Consider the standard example of a standing wave, a vibrating string:

basic standing string wave

Since the standing wave is 1-dimensional, we can write it as $f(x) = A\sin(kx)^{[1]}$, just like we would any other waveform. Multiplying by $\cos(\omega t)$ is how we model oscillating about the resting point as we go forward in time. The scaled standing wave is multiplied by a value continuously varying between $-1$ and $1$, so no point can get further from rest than it originally was. That's what it means for the wave to keep its shape.

Whether or not $x=0$ denotes the start of the wave depends on the situation. If you're doing the high school experiment of holding one end of a tied string and flicking it, then yes, $x=0$ is the start.

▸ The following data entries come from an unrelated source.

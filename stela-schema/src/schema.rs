// Licensed to the Apache Software Foundation (ASF) under one
// or more contributor license agreements.  See the NOTICE file
// distributed with this work for additional information
// regarding copyright ownership.  The ASF licenses this file
// to you under the Apache License, Version 2.0 (the
// "License"); you may not use this file except in compliance
// with the License.  You may obtain a copy of the License at
//
//   http://www.apache.org/licenses/LICENSE-2.0
//
// Unless required by applicable law or agreed to in writing,
// software distributed under the License is distributed on an
// "AS IS" BASIS, WITHOUT WARRANTIES OR CONDITIONS OF ANY
// KIND, either express or implied.  See the License for the
// specific language governing permissions and limitations
// under the License.

use std::fmt;
use std::sync::Arc;

use crate::error::StelaError;
use crate::field::Field;

/// A reference-counted [`Schema`], shared by tables and record batches
pub type SchemaRef = Arc<Schema>;

/// An ordered sequence of [`Field`]s describing the columns of a table
/// or record batch.
///
/// Field order is semantically significant: it defines column position.
/// Two schemas are equal iff they hold pairwise-equal fields in the same
/// order.
#[derive(Debug, Clone, PartialEq, Eq)]
pub struct Schema {
    fields: Vec<Field>,
}

impl Schema {
    /// Creates an empty schema
    pub fn empty() -> Self {
        Self { fields: vec![] }
    }

    /// Creates a new [`Schema`] from a sequence of [`Field`] values
    ///
    /// ```
    /// # use stela_schema::{DataType, Field, Schema};
    /// let schema = Schema::new(vec![
    ///     Field::new("a", DataType::Int64, false),
    ///     Field::new("b", DataType::Boolean, true),
    /// ]);
    /// assert_eq!(schema.num_fields(), 2);
    /// ```
    pub fn new(fields: Vec<Field>) -> Self {
        Self { fields }
    }

    /// Returns the fields in positional order
    #[inline]
    pub fn fields(&self) -> &[Field] {
        &self.fields
    }

    /// Returns the field at position `i`
    ///
    /// # Panics
    ///
    /// Panics if `i` is out of bounds
    pub fn field(&self, i: usize) -> &Field {
        &self.fields[i]
    }

    /// Returns the number of fields
    #[inline]
    pub fn num_fields(&self) -> usize {
        self.fields.len()
    }

    /// Returns the position of the field named `name`, or a
    /// [`StelaError::KeyError`] if no such field exists
    pub fn index_of(&self, name: &str) -> Result<usize, StelaError> {
        self.fields
            .iter()
            .position(|f| f.name() == name)
            .ok_or_else(|| {
                StelaError::KeyError(format!("no field named '{name}' in schema"))
            })
    }

    /// Returns the field named `name`, if any
    pub fn field_with_name(&self, name: &str) -> Result<&Field, StelaError> {
        Ok(self.field(self.index_of(name)?))
    }
}

impl fmt::Display for Schema {
    fn fmt(&self, f: &mut fmt::Formatter<'_>) -> fmt::Result {
        for (i, field) in self.fields.iter().enumerate() {
            if i != 0 {
                writeln!(f)?;
            }
            write!(f, "{field}")?;
        }
        Ok(())
    }
}

#[cfg(test)]
mod tests {
    use super::*;
    use crate::DataType;

    fn test_schema() -> Schema {
        Schema::new(vec![
            Field::new("f1", DataType::Int32, false),
            Field::new("f2", DataType::Float32, false),
            Field::new("f3", DataType::UInt64, true),
        ])
    }

    #[test]
    fn test_equality() {
        assert_eq!(test_schema(), test_schema());

        let reordered = Schema::new(vec![
            Field::new("f2", DataType::Float32, false),
            Field::new("f1", DataType::Int32, false),
            Field::new("f3", DataType::UInt64, true),
        ]);
        assert_ne!(test_schema(), reordered);

        let truncated = Schema::new(test_schema().fields()[..2].to_vec());
        assert_ne!(test_schema(), truncated);
    }

    #[test]
    fn test_display() {
        assert_eq!(
            test_schema().to_string(),
            "f1: int32 not null\nf2: float not null\nf3: uint64"
        );
    }

    #[test]
    fn test_index_of() {
        let schema = test_schema();
        assert_eq!(schema.index_of("f2").unwrap(), 1);
        assert_eq!(schema.field_with_name("f3").unwrap().name(), "f3");

        let err = schema.index_of("nope").unwrap_err();
        assert!(matches!(err, StelaError::KeyError(_)));
    }
}
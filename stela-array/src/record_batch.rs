// Licensed to the Apache Software Foundation (ASF) under one
// or more contributor license agreements.  See the NOTICE file
// distributed with this work for additional information
// regarding copyright ownership.  The ASF licenses this file
// to you under the Apache License, Version 2.0 (the
// "License"); you may not use this file except in compliance
// with the License.  You may obtain a copy of the License at
//
//   http://www.apache.org/licenses/LICENSE-2.0
//
// Unless required by applicable law or agreed to in writing,
// software distributed under the License is distributed on an
// "AS IS" BASIS, WITHOUT WARRANTIES OR CONDITIONS OF ANY
// KIND, either express or implied.  See the License for the
// specific language governing permissions and limitations
// under the License.

use stela_schema::{SchemaRef, StelaError};

use crate::array::ArrayRef;

/// A flat, unchunked collection of equal-length arrays conforming to a
/// schema: the unit of serialization.
///
/// One array per schema field, every array as long as the batch's row
/// count. Batches are immutable containers over already-built arrays.
#[derive(Debug, Clone)]
pub struct RecordBatch {
    schema: SchemaRef,
    row_count: usize,
    columns: Vec<ArrayRef>,
}

impl RecordBatch {
    /// Creates a batch, checking the columns against the schema.
    ///
    /// Fails with [`StelaError::Invalid`] when the column count differs
    /// from the field count, or the first offending column has a type
    /// or length that disagrees with `schema`/`row_count`.
    pub fn try_new(
        schema: SchemaRef,
        row_count: usize,
        columns: Vec<ArrayRef>,
    ) -> Result<Self, StelaError> {
        if columns.len() != schema.num_fields() {
            return Err(StelaError::Invalid(format!(
                "number of columns ({}) must match number of fields ({}) in schema",
                columns.len(),
                schema.num_fields()
            )));
        }
        for (i, (column, field)) in columns.iter().zip(schema.fields()).enumerate() {
            if column.data_type() != *field.data_type() {
                return Err(StelaError::Invalid(format!(
                    "column {i} has type {}, expected {} for field '{}'",
                    column.data_type(),
                    field.data_type(),
                    field.name()
                )));
            }
            if column.len() != row_count {
                return Err(StelaError::Invalid(format!(
                    "column {i} has length {}, expected {row_count} rows",
                    column.len()
                )));
            }
        }
        Ok(Self {
            schema,
            row_count,
            columns,
        })
    }

    /// The batch's schema
    pub fn schema(&self) -> &SchemaRef {
        &self.schema
    }

    /// The number of rows
    pub fn num_rows(&self) -> usize {
        self.row_count
    }

    /// The number of columns
    pub fn num_columns(&self) -> usize {
        self.columns.len()
    }

    /// The column at position `i`
    ///
    /// # Panics
    ///
    /// Panics if `i` is out of bounds
    pub fn column(&self, i: usize) -> &ArrayRef {
        &self.columns[i]
    }

    /// The columns in schema order
    pub fn columns(&self) -> &[ArrayRef] {
        &self.columns
    }

    /// The name of the column at position `i`
    ///
    /// # Panics
    ///
    /// Panics if `i` is out of bounds
    pub fn column_name(&self, i: usize) -> &str {
        self.schema.field(i).name()
    }
}

#[cfg(test)]
mod tests {
    use super::*;
    use crate::builder::{Float32Builder, Int32Builder};
    use std::sync::Arc;
    use stela_buffer::default_pool;
    use stela_schema::{DataType, Field, Schema};

    fn test_schema() -> SchemaRef {
        Arc::new(Schema::new(vec![
            Field::new("f1", DataType::Int32, false),
            Field::new("f2", DataType::Float32, true),
        ]))
    }

    fn test_columns(n: i32) -> Vec<ArrayRef> {
        let mut ints = Int32Builder::new(default_pool(), 0);
        ints.append_slice(&(0..n).collect::<Vec<_>>()).unwrap();
        let mut floats = Float32Builder::new(default_pool(), 0);
        floats
            .append_slice(&(0..n).map(|i| i as f32).collect::<Vec<_>>())
            .unwrap();
        vec![
            Arc::new(ints.finish().into()),
            Arc::new(floats.finish().into()),
        ]
    }

    #[test]
    fn test_accessors() {
        let batch = RecordBatch::try_new(test_schema(), 100, test_columns(100)).unwrap();
        assert_eq!(batch.num_rows(), 100);
        assert_eq!(batch.num_columns(), 2);
        assert_eq!(batch.column_name(1), "f2");
        assert_eq!(batch.column(0).len(), 100);
        assert_eq!(*batch.schema(), test_schema());
    }

    #[test]
    fn test_column_count_mismatch() {
        let mut columns = test_columns(10);
        columns.pop();
        let err = RecordBatch::try_new(test_schema(), 10, columns).unwrap_err();
        assert!(err.to_string().contains("number of columns"));
    }

    #[test]
    fn test_type_mismatch_names_column() {
        let columns = vec![test_columns(10)[1].clone(), test_columns(10)[1].clone()];
        let err = RecordBatch::try_new(test_schema(), 10, columns).unwrap_err();
        assert!(err.to_string().contains("column 0"));
        assert!(err.to_string().contains("expected int32"));
    }

    #[test]
    fn test_row_count_mismatch() {
        let err = RecordBatch::try_new(test_schema(), 99, test_columns(100)).unwrap_err();
        assert!(err.to_string().contains("expected 99 rows"));
    }
}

If instead you have a guitar string, you probably wouldn't have plucked it from the end, and the origin can be any point along the string. What matters is that the string is secured there, and thus resonant vibrations will bounce back from that point. $$$$ $[1]:$ The actual standing wave equation has $2A$ instead of $A$ because the standing wave forms from the overlapping of two waves: one moving to the left from the starting position, one to the right. Since both original waves would have amplitude $A$, the combined standing wave has maximum amplitude $2A$ from constructive interference. If the wave really did originate from $x=0$, then you can ignore this as a formalism.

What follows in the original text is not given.